» Exercise directions:
Reproduce all of the data word for word.

[Stored data]
□ □ □ □ □

//! Locating and binding the pdfium shared library.
//!
//! Search order (first hit wins):
//!
//! 1. `PDFIUM_LIB_PATH`: explicit path to `libpdfium.{so,dylib}` / `pdfium.dll`
//! 2. the directory containing the running executable
//! 3. the current working directory
//! 4. the system library search path
//!
//! The library is bound once per process; the returned [`PdfiumRasterizer`]
//! is then shared by every worker.

use crate::error::Pdf2JpgError;
use crate::pipeline::render::PdfiumRasterizer;
use pdfium_render::prelude::Pdfium;
use std::path::{Path, PathBuf};
use tracing::{debug, info};

/// Environment variable pointing at an existing pdfium library.
pub const PDFIUM_LIB_PATH_ENV: &str = "PDFIUM_LIB_PATH";

/// Bind pdfium following the search order above.
pub fn bind_pdfium() -> Result<PdfiumRasterizer, Pdf2JpgError> {
    let mut attempts: Vec<String> = Vec::new();

    for candidate in candidate_paths() {
        if !candidate.exists() {
            continue;
        }
        match Pdfium::bind_to_library(&candidate) {
            Ok(bindings) => {
                info!("Bound pdfium from {}", candidate.display());
                return Ok(PdfiumRasterizer::new(Pdfium::new(bindings)));
            }
            Err(e) => {
                debug!("pdfium at {} rejected: {:?}", candidate.display(), e);
                attempts.push(format!("{}: {:?}", candidate.display(), e));
            }
        }
    }

    match Pdfium::bind_to_system_library() {
        Ok(bindings) => {
            info!("Bound system pdfium library");
            Ok(PdfiumRasterizer::new(Pdfium::new(bindings)))
        }
        Err(e) => {
            attempts.push(format!("system library: {:?}", e));
            Err(Pdf2JpgError::PdfiumBindingFailed(attempts.join("; ")))
        }
    }
}

/// Bind pdfium from an explicit library path, skipping the search.
pub fn bind_pdfium_from_path(path: &Path) -> Result<PdfiumRasterizer, Pdf2JpgError> {
    Pdfium::bind_to_library(path)
        .map(|bindings| PdfiumRasterizer::new(Pdfium::new(bindings)))
        .map_err(|e| {
            Pdf2JpgError::PdfiumBindingFailed(format!("{}: {:?}", path.display(), e))
        })
}

/// Library paths to try before falling back to the system search path.
fn candidate_paths() -> Vec<PathBuf> {
    let mut paths = Vec::new();

    if let Ok(p) = std::env::var(PDFIUM_LIB_PATH_ENV) {
        if !p.is_empty() {
            paths.push(PathBuf::from(p));
        }
    }

    if let Some(exe_dir) = std::env::current_exe()
        .ok()
        .and_then(|exe| exe.parent().map(Path::to_path_buf))
    {
        paths.push(Pdfium::pdfium_platform_library_name_at_path(&exe_dir));
    }

    paths.push(Pdfium::pdfium_platform_library_name_at_path("./"));
    paths
}

#[cfg(test)]
mod tests {
    use super::*;

    #[test]
    fn env_override_is_tried_first() {
        std::env::set_var(PDFIUM_LIB_PATH_ENV, "/opt/pdfium/lib/libpdfium.so");
        let paths = candidate_paths();
        std::env::remove_var(PDFIUM_LIB_PATH_ENV);
        assert_eq!(paths[0], PathBuf::from("/opt/pdfium/lib/libpdfium.so"));
    }

    #[test]
    fn working_directory_is_always_a_candidate() {
        let paths = candidate_paths();
        let last = paths.last().unwrap();
        assert!(last.to_string_lossy().contains("pdfium"));
    }

    #[test]
    fn missing_explicit_library_fails_cleanly() {
        let err = bind_pdfium_from_path(Path::new("/definitely/not/libpdfium.so"))
            .err()
            .expect("binding a missing library must fail");
        assert!(matches!(err, Pdf2JpgError::PdfiumBindingFailed(_)));
    }
}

□ □ □ □ □

» Solved exercise:
//! Locating and binding the pdfium shared library.
//!
//! Search order (first hit wins):
//!
//! 1. `PDFIUM_LIB_PATH`: explicit path to `libpdfium.{so,dylib}` / `pdfium.dll`
//! 2. the directory containing the running executable
//! 3. the current working directory
//! 4. the system library search path
//!
//! The library is bound once per process; the returned [`PdfiumRasterizer`]
//! is then shared by every worker.

use crate::error::Pdf2JpgError;
use crate::pipeline::render::PdfiumRasterizer;
use pdfium_render::prelude::Pdfium;
use std::path::{Path, PathBuf};
use tracing::{debug, info};

/// Environment variable pointing at an existing pdfium library.
pub const PDFIUM_LIB_PATH_ENV: &str = "PDFIUM_LIB_PATH";

/// Bind pdfium following the search order above.
pub fn bind_pdfium() -> Result<PdfiumRasterizer, Pdf2JpgError> {
    let mut attempts: Vec<String> = Vec::new();

    for candidate in candidate_paths() {
        if !candidate.exists() {
            continue;
        }
        match Pdfium::bind_to_library(&candidate) {
            Ok(bindings) => {
                info!("Bound pdfium from {}", candidate.display());
                return Ok(PdfiumRasterizer::new(Pdfium::new(bindings)));
            }
            Err(e) => {
                debug!("pdfium at {} rejected: {:?}", candidate.display(), e);
                attempts.push(format!("{}: {:?}", candidate.display(), e));
            }
        }
    }

    match Pdfium::bind_to_system_library() {
        Ok(bindings) => {
            info!("Bound system pdfium library");
            Ok(PdfiumRasterizer::new(Pdfium::new(bindings)))
        }
        Err(e) => {
            attempts.push(format!("system library: {:?}", e));
            Err(Pdf2JpgError::PdfiumBindingFailed(attempts.join("; ")))
        }
    }
}

/// Bind pdfium from an explicit library path, skipping the search.
pub fn bind_pdfium_from_path(path: &Path) -> Result<PdfiumRasterizer, Pdf2JpgError> {
    Pdfium::bind_to_library(path)
        .map(|bindings| PdfiumRasterizer::new(Pdfium::new(bindings)))
        .map_err(|e| {
            Pdf2JpgError::PdfiumBindingFailed(format!("{}: {:?}", path.display(), e))
        })
}

/// Library paths to try before falling back to the system search path.
fn candidate_paths() -> Vec<PathBuf> {
    let mut paths = Vec::new();

    if let Ok(p) = std::env::var(PDFIUM_LIB_PATH_ENV) {
        if !p.is_empty() {
            paths.push(PathBuf::from(p));
        }
    }

    if let Some(exe_dir) = std::env::current_exe()
        .ok()
        .and_then(|exe| exe.parent().map(Path::to_path_buf))
    {
        paths.push(Pdfium::pdfium_platform_library_name_at_path(&exe_dir));
    }

    paths.push(Pdfium::pdfium_platform_library_name_at_path("./"));
    paths
}

#[cfg(test)]
mod tests {
    use super::*;

    #[test]
    fn env_override_is_tried_first() {
        std::env::set_var(PDFIUM_LIB_PATH_ENV, "/opt/pdfium/lib/libpdfium.so");
        let paths = candidate_paths();
        std::env::remove_var(PDFIUM_LIB_PATH_ENV);
        assert_eq!(paths[0], PathBuf::from("/opt/pdfium/lib/libpdfium.so"));
    }

    #[test]
    fn working_directory_is_always_a_candidate() {
        let paths = candidate_paths();
        let last = paths.last().unwrap();
        assert!(last.to_string_lossy().contains("pdfium"));
    }

    #[test]
    fn missing_explicit_library_fails_cleanly() {
        let err = bind_pdfium_from_path(Path::new("/definitely/not/libpdfium.so"))
            .err()
            .expect("binding a missing library must fail");
        assert!(matches!(err, Pdf2JpgError::PdfiumBindingFailed(_)));
    }
}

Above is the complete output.